A cap table (short for capitalization table) is a document or spreadsheet that records every equity ownership stake in a company, including common shares, preferred shares, stock options, SAFEs, convertible notes, and warrants. It is the single source of truth for who owns what percentage of your startup and at what price they acquired it.
Why Every Startup Needs a Cap Table
Your cap table answers the most fundamental question in startup finance: who owns this company? Every decision involving equity flows through it — hiring employees with stock options, raising a funding round, planning an exit, or calculating tax obligations.

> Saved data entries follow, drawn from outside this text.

use std::collections::VecDeque;
use std::net::SocketAddr;
use std::os::fd::{AsRawFd, RawFd};
use std::time::Duration;

use chatprims_frame::{Message, DEFAULT_MAX_BUFFER_SIZE};
use chatprims_transport::{is_hangup, tcp, Events, Poller, Token, WaitOutcome};
use tracing::{debug, info, trace};

use crate::connection::{Connection, ConnectionState};
use crate::error::{ChatError, Result};
use crate::events::PendingEvents;

/// Only one socket is ever registered.
pub const DEFAULT_CLIENT_EVENT_CAPACITY: usize = 1;

const SOCKET: Token = Token(1);

/// Client tuning knobs.
#[derive(Debug, Clone, PartialEq, Eq)]
pub struct ClientConfig {
    /// Limit for the inbound record length and the outbound queue.
    pub max_buffer_size: usize,
    pub event_capacity: usize,
}

impl Default for ClientConfig {
    fn default() -> Self {
        Self {
            max_buffer_size: DEFAULT_MAX_BUFFER_SIZE,
            event_capacity: DEFAULT_CLIENT_EVENT_CAPACITY,
        }
    }
}

struct Session {
    poller: Poller,
    connection: Connection,
    events: Events,
}

/// One connection to a chat server.
///
/// Outgoing bytes are queued by [`ChatClient::feed`] and sent from
/// [`ChatClient::update`]; received lines come out of [`ChatClient::pop_next`].
pub struct ChatClient {
    config: ClientConfig,
    session: Option<Session>,
    messages: VecDeque<Message>,
    closed: bool,
}

impl ChatClient {
    pub fn new() -> Self {
        Self::with_config(ClientConfig::default())
    }

    pub fn with_config(config: ClientConfig) -> Self {
        Self {
            config,
            session: None,
            messages: VecDeque::new(),
            closed: false,
        }
    }

    /// Start connecting to `address` (`host:port`).
    ///
    /// Returns once the connect is in flight; it completes during `update`.
    /// Every resolved address is tried until a socket can be created.
    pub fn connect(&mut self, address: &str) -> Result<()> {
        if self.session.is_some() || self.closed {
            return Err(ChatError::AlreadyStarted);
        }

        let addrs = tcp::resolve(address)?;
        let poller = Poller::new()?;

        let mut last_err = None;
        for addr in addrs {
            match tcp::connect_nonblocking(addr) {
                Ok(stream) => {
                    let connection = Connection::connecting(
                        &poller,
                        stream,
                        addr,
                        SOCKET,
                        self.config.max_buffer_size,
                    )?;
                    info!(%addr, "chat client connecting");
                    self.session = Some(Session {
                        poller,
                        connection,
                        events: Events::with_capacity(self.config.event_capacity),
                    });
                    return Ok(());
                }
                Err(err) => {
                    debug!(%addr, error = %err, "connect attempt failed");
                    last_err = Some(err);
                }
            }
        }

        Err(match last_err {
            Some(err) => err.into(),
            None => ChatError::BadAddress(address.to_string()),
        })
    }

    /// The remote address, while connected or connecting.
    pub fn peer_addr(&self) -> Option<SocketAddr> {
        self.session
            .as_ref()
            .map(|session| session.connection.peer_addr())
    }

    pub fn state(&self) -> Option<ConnectionState> {
        if self.closed {
            return Some(ConnectionState::Removed);
        }
        self.session
            .as_ref()
            .map(|session| session.connection.state())
    }

    /// Wait for at most `timeout` (`None` blocks) and handle what became ready.
    ///
    /// On timeout any queued output is still attempted before
    /// [`ChatError::Timeout`] is returned. Once the connection is lost every
    /// call fails with [`ChatError::System`]; messages received before that
    /// stay available from [`ChatClient::pop_next`].
    pub fn update(&mut self, timeout: Option<Duration>) -> Result<()> {
        if self.closed {
            return Err(ChatError::closed());
        }
        let Some(session) = self.session.as_mut() else {
            return Err(ChatError::NotStarted);
        };
        let Session {
            poller,
            connection,
            events,
        } = session;

        let outcome = poller.wait(events, timeout)?;
        match outcome {
            WaitOutcome::Timeout => {
                if connection.state() == ConnectionState::Open && connection.pending_output() > 0 {
                    trace!("flushing on timeout");
                    connection.flush_ready(poller);
                }
            }
            WaitOutcome::Ready(_) => {
                let mut received = Vec::new();
                for event in events.iter() {
                    connection.mark_open();
                    let hangup = is_hangup(event);
                    if event.is_readable() || hangup || event.is_error() {
                        connection.read_ready(&mut received);
                    }
                    if event.is_writable() {
                        connection.flush_ready(poller);
                    }
                    if event.is_error() {
                        connection.close("socket error");
                    } else if hangup {
                        connection.close("hangup");
                    }
                }
                self.messages.extend(received);
            }
        }

        if !connection.is_active() {
            return Err(self.shut_down());
        }
        match outcome {
            WaitOutcome::Timeout => Err(ChatError::Timeout),
            WaitOutcome::Ready(_) => Ok(()),
        }
    }

    /// Queue raw bytes for sending. Lines must be terminated by the caller.
    pub fn feed(&mut self, data: &[u8]) -> Result<()> {
        if self.closed {
            return Err(ChatError::closed());
        }
        let Some(session) = self.session.as_mut() else {
            return Err(ChatError::NotStarted);
        };
        if data.is_empty() {
            return Ok(());
        }

        if let Err(err) = session.connection.queue_bytes(&session.poller, data) {
            self.shut_down();
            return Err(err);
        }
        Ok(())
    }

    /// Next received message, oldest first.
    pub fn pop_next(&mut self) -> Option<Message> {
        self.messages.pop_front()
    }

    /// [`PendingEvents::INPUT`] while connected, plus
    /// [`PendingEvents::OUTPUT`] when output is queued.
    pub fn pending_events(&self) -> PendingEvents {
        let Some(session) = self.session.as_ref() else {
            return PendingEvents::NONE;
        };
        let mut events = PendingEvents::INPUT;
        if session.connection.pending_output() > 0 {
            events |= PendingEvents::OUTPUT;
        }
        events
    }

    /// The socket descriptor, for use in an external event loop.
    pub fn descriptor(&self) -> Option<RawFd> {
        self.session
            .as_ref()
            .map(|session| session.connection.as_raw_fd())
    }

    /// Release the connection and latch the closed state.
    fn shut_down(&mut self) -> ChatError {
        self.closed = true;
        let Some(mut session) = self.session.take() else {
            return ChatError::closed();
        };
        let err = session.connection.take_failure();
        session.connection.release(&session.poller);
        info!(addr = %session.connection.peer_addr(), "chat client disconnected");
        err
    }
}

impl Default for ChatClient {
    fn default() -> Self {
        Self::new()
    }
}

impl std::fmt::Debug for ChatClient {
    fn fmt(&self, f: &mut std::fmt::Formatter<'_>) -> std::fmt::Result {
        f.debug_struct("ChatClient")
            .field("peer_addr", &self.peer_addr())
            .field("state", &self.state())
            .field("queued_messages", &self.messages.len())
            .finish()
    }
}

Without an accurate cap table, you are making million-dollar decisions blind.
Here is what breaks when your cap table is wrong:
- Fundraising stalls. Investors will not wire money until they verify the cap table. Errors delay closings by weeks.

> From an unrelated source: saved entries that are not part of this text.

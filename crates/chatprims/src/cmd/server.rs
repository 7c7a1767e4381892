use std::sync::atomic::{AtomicBool, Ordering};
use std::sync::Arc;
use std::time::{Duration, Instant};

use chatprims_peer::{ChatError, ChatServer, PendingEvents, ServerConfig};

use crate::cmd::{install_ctrlc_handler, parse_duration, ServerArgs};
use crate::exit::{chat_error, CliError, CliResult, SUCCESS, USAGE};
use crate::output::{print_message, OutputFormat};

const DRAIN_TIMEOUT: Duration = Duration::from_secs(2);

pub fn run(args: ServerArgs, format: OutputFormat) -> CliResult<i32> {
    let tick = parse_duration(&args.timeout)?;
    if args.max_peers == 0 {
        return Err(CliError::new(USAGE, "--max-peers must be greater than zero"));
    }

    let mut server = ChatServer::with_config(ServerConfig {
        max_peers: args.max_peers,
        max_buffer_size: args.max_buffer,
        ..ServerConfig::default()
    });
    server
        .listen(args.port)
        .map_err(|err| chat_error("listen failed", err))?;
    if let Some(addr) = server.local_addr() {
        tracing::info!(%addr, "accepting chat peers");
    }

    let running = Arc::new(AtomicBool::new(true));
    install_ctrlc_handler(running.clone())?;

    let mut printed = 0usize;
    while running.load(Ordering::SeqCst) {
        match server.update(Some(tick)) {
            Ok(()) | Err(ChatError::Timeout) => {}
            Err(err) => return Err(chat_error("update failed", err)),
        }

        while let Some(message) = server.pop_next() {
            print_message(&message, "server", format);
            printed = printed.saturating_add(1);

            if args.count.is_some_and(|count| printed >= count) {
                drain_output(&mut server);
                return Ok(SUCCESS);
            }
        }
    }

    tracing::info!(peers = server.peer_count(), "shutting down");
    Ok(SUCCESS)
}

/// Give queued relays a short chance to go out before exiting.
fn drain_output(server: &mut ChatServer) {
    let deadline = Instant::now() + DRAIN_TIMEOUT;
    while server.pending_events().contains(PendingEvents::OUTPUT) && Instant::now() < deadline {
        if let Err(err) = server.update(Some(Duration::from_millis(10))) {
            if !err.is_timeout() {
                tracing::warn!(error = %err, "drain interrupted");
                return;
            }
        }
    }
}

- Employees get shortchanged. If the option pool is miscalculated, new hires may receive fewer shares than intended.
- Legal disputes emerge. Founders who disagree about ownership percentages end up in court. A clean cap table prevents this.
- Tax compliance fails. The IRS requires accurate equity records for 409A valuations, 83(b) elections, and stock option exercises.
What a Cap Table Tracks
A complete cap table includes every instrument that represents current or potential ownership in the company.
Common Stock
Common stock is the foundation of every cap table. Founders receive common stock at incorporation, typically at a par value of $0.0001 per share. Most startups authorize 10,000,000 shares at incorporation and issue 60-80% to founders, reserving the rest for future use.
Preferred Stock
Preferred stock is issued to investors during priced funding rounds (Series Seed, Series A, Series B, and beyond). Preferred shares come with special rights — liquidation preferences, anti-dilution protection, and board seats — that common stock does not have. Each series gets its own line item on the cap table because each has a different price per share and different rights. Learn more about the differences in our guide on common vs preferred stock.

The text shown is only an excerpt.